神柱 靖彦 島根県埋蔵文化財調査センター調査係長

(2025年6月11日投稿)

 松江市の中心部、大橋川南岸に位置する白潟地区。この地が江戸時代の松江城下町として発展してきたことはよく知られています。島根県埋蔵文化財調査センターでは、2021(令和3)年度からこの「松江城下町遺跡白潟地区」(写真1)の発掘調査を行ってきました。

写真1 白潟の街並みと発掘調査区

 調査は大橋川改修事業に伴い実施しており、確認された遺構や遺物によって町の成り立ちや人々の暮らしが明らかになりつつあります。

 昨年度の調査では、江戸初期から明治期にかけての町屋跡や道路跡、区画溝などの遺構が確認され、城下町としての都市構造とその変遷が垣間見えました。とりわけ注目されたのが、1700枚を超える寛永通宝などの銭貨の出土です。これは通常の遺跡と比べても非常に多く、白潟が城下町の中でも特に商業活動が盛んだったことを示しています。

 さらに、銀での決済に使われたとみられる秤≪はかり≫の竿≪さお≫や分銅≪ふんどう≫も複数見つかり、貨幣経済が浸透し、白潟が城下の経済を支える拠点であったことがうかがえます。

 文化面での発見も興味深い成果がありました。町屋の庭先から発見された2カ所の「水琴窟≪すいきんくつ≫」は、小さな穴の開いた甕などを逆さにして地中に埋め、上から落ちる水滴が反響する音を楽しむ仕掛けです(写真2)。

写真2 発掘調査で出土した水琴窟に使用された甕。使用時は土中に完全に埋められていた=松江市白潟本町

 静寂の中に響く澄んだ音色は、単なる装飾ではなく、音を通じて自然と調和する美意識や、日常の中に静けさを見出す江戸時代の感性を物語っています。

 これはいにしえの白潟の町での暮らしが、心を潤す音とともにあったことの証でもあります。

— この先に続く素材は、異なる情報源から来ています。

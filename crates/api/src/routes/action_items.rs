//! Route definitions for stored action items.
//!
//! Mounted at `/action-items` by `api_routes()`.

use axum::routing::{get, post};
use axum::Router;

use crate::handlers::action_items;
use crate::state::AppState;

/// ```text
/// GET    /          -> list_items
/// POST   /          -> create_item
/// POST   /toggle    -> toggle_item
/// POST   /delete    -> delete_item
/// ```
pub fn router() -> Router<AppState> {
    Router::new()
        .route("/", get(action_items::list_items).post(action_items::create_item))
        .route("/toggle", post(action_items::toggle_item))
        .route("/delete", post(action_items::delete_item))
}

 遺跡に隣接する大橋川の岸辺には、古くから船着き場がありました。明治の文豪・小泉八雲(ラフカディオ・ハーン)も、松江に到着した際には汽船でこの船着き場に降り立ち、対岸沿いの旅館に滞在しています。

 著書『知られぬ日本の面影』には、早朝の町に響く杵の音、寺の鐘の音、橋を渡る下駄≪げた≫の音など、川辺の町の暮らしを彩る「音の風景」が印象的に描かれています。

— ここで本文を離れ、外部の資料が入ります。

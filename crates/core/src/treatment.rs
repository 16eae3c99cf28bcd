//! Treatment recommendations raised for a user.
//!
//! A recommendation stays on the dashboard until the user acknowledges it or
//! its expiry passes. Creation input is checked here before it reaches the
//! database.

use serde::{Deserialize, Serialize};

use crate::error::CoreError;
use crate::types::Timestamp;

/// Longest accepted recommendation title.
pub const MAX_TITLE_CHARS: usize = 200;
/// Most recommended actions on one recommendation.
pub const MAX_ACTIONS: usize = 10;

/// Clinical urgency of a recommendation.
#[derive(Debug, Clone, Copy, PartialEq, Eq, Serialize, Deserialize)]
#[serde(rename_all = "snake_case")]
pub enum RiskLevel {
    Low,
    Medium,
    High,
    Critical,
}

impl RiskLevel {
    /// Parse a risk level string from the database.
    pub fn from_str_db(s: &str) -> Result<Self, CoreError> {
        match s {
            "low" => Ok(Self::Low),
            "medium" => Ok(Self::Medium),
            "high" => Ok(Self::High),
            "critical" => Ok(Self::Critical),
            _ => Err(CoreError::Validation(format!(
                "Invalid risk level '{s}'. Must be one of: low, medium, high, critical"
            ))),
        }
    }

    /// Convert to a database-compatible string.
    pub fn as_str(&self) -> &'static str {
        match self {
            Self::Low => "low",
            Self::Medium => "medium",
            Self::High => "high",
            Self::Critical => "critical",
        }
    }
}

/// Input for a new recommendation, after [`NewRecommendation::validated`].
#[derive(Debug, Clone, PartialEq, Deserialize)]
pub struct NewRecommendation {
    pub title: String,
    pub description: Option<String>,
    pub risk_level: RiskLevel,
    pub category: Option<String>,
    #[serde(default)]
    pub recommended_actions: Vec<String>,
    pub expires_at: Option<Timestamp>,
}

impl NewRecommendation {
    /// Trim text fields, drop blank actions and reject unusable input.
    ///
    /// An expiry at or before `now` is rejected since the recommendation
    /// would never be listed.
    pub fn validated(self, now: Timestamp) -> Result<Self, CoreError> {
        let title = self.title.trim().to_string();
        if title.is_empty() {
            return Err(CoreError::Validation("Title must not be empty".to_string()));
        }
        if title.chars().count() > MAX_TITLE_CHARS {
            return Err(CoreError::Validation(format!(
                "Title must be at most {MAX_TITLE_CHARS} characters"
            )));
        }

        let recommended_actions: Vec<String> = self
            .recommended_actions
            .iter()
            .map(|a| a.trim())
            .filter(|a| !a.is_empty())
            .map(str::to_string)
            .collect();
        if recommended_actions.len() > MAX_ACTIONS {
            return Err(CoreError::Validation(format!(
                "At most {MAX_ACTIONS} recommended actions are allowed, got {}",
                recommended_actions.len()
            )));
        }

        if let Some(expires_at) = self.expires_at {
            if expires_at <= now {
                return Err(CoreError::Validation(
                    "Expiry must be in the future".to_string(),
                ));
            }
        }

        Ok(Self {
            title,
            description: non_blank(self.description),
            risk_level: self.risk_level,
            category: non_blank(self.category),
            recommended_actions,
            expires_at: self.expires_at,
        })
    }
}

fn non_blank(value: Option<String>) -> Option<String> {
    value
        .map(|v| v.trim().to_string())
        .filter(|v| !v.is_empty())
}

#[cfg(test)]
mod tests {
    use assert_matches::assert_matches;
    use chrono::{Duration, Utc};

    use super::*;

    fn input() -> NewRecommendation {
        NewRecommendation {
            title: "  Check iron levels ".to_string(),
            description: Some("   ".to_string()),
            risk_level: RiskLevel::Medium,
            category: Some("Nutrition".to_string()),
            recommended_actions: vec!["Ask for a ferritin test".to_string(), " ".to_string()],
            expires_at: None,
        }
    }

    #[test]
    fn risk_level_round_trips_through_db_strings() {
        for level in [RiskLevel::Low, RiskLevel::Medium, RiskLevel::High, RiskLevel::Critical] {
            assert_eq!(RiskLevel::from_str_db(level.as_str()).unwrap(), level);
        }
        assert_matches!(RiskLevel::from_str_db("moderate"), Err(CoreError::Validation(_)));
    }

    #[test]
    fn validation_trims_and_drops_blanks() {
        let clean = input().validated(Utc::now()).unwrap();
        assert_eq!(clean.title, "Check iron levels");
        assert_eq!(clean.description, None);
        assert_eq!(clean.recommended_actions, vec!["Ask for a ferritin test"]);
    }

    #[test]
    fn blank_title_is_rejected() {
        let mut bad = input();
        bad.title = "   ".to_string();
        assert_matches!(bad.validated(Utc::now()), Err(CoreError::Validation(_)));
    }

    #[test]
    fn past_expiry_is_rejected() {
        let now = Utc::now();
        let mut bad = input();
        bad.expires_at = Some(now - Duration::hours(1));
        assert_matches!(bad.validated(now), Err(CoreError::Validation(_)));

        let mut good = input();
        good.expires_at = Some(now + Duration::days(3));
        assert!(good.validated(now).is_ok());
    }

    #[test]
    fn too_many_actions_are_rejected() {
        let mut bad = input();
        bad.recommended_actions = (0..=MAX_ACTIONS).map(|i| format!("Step {i}")).collect();
        assert_matches!(bad.validated(Utc::now()), Err(CoreError::Validation(_)));
    }
}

 こうした音は、町の営みを伝えると同時に、人々の記憶にも深く刻まれていたのでしょう。これから放送されるNHKの朝ドラ『ばけばけ』では、八雲が見聞きした松江の町の人々の暮らしや音風景が描かれるかもしれません。白潟の町では、いま発掘調査によって当時の街並みや人々の営みが徐々に明らかになっています。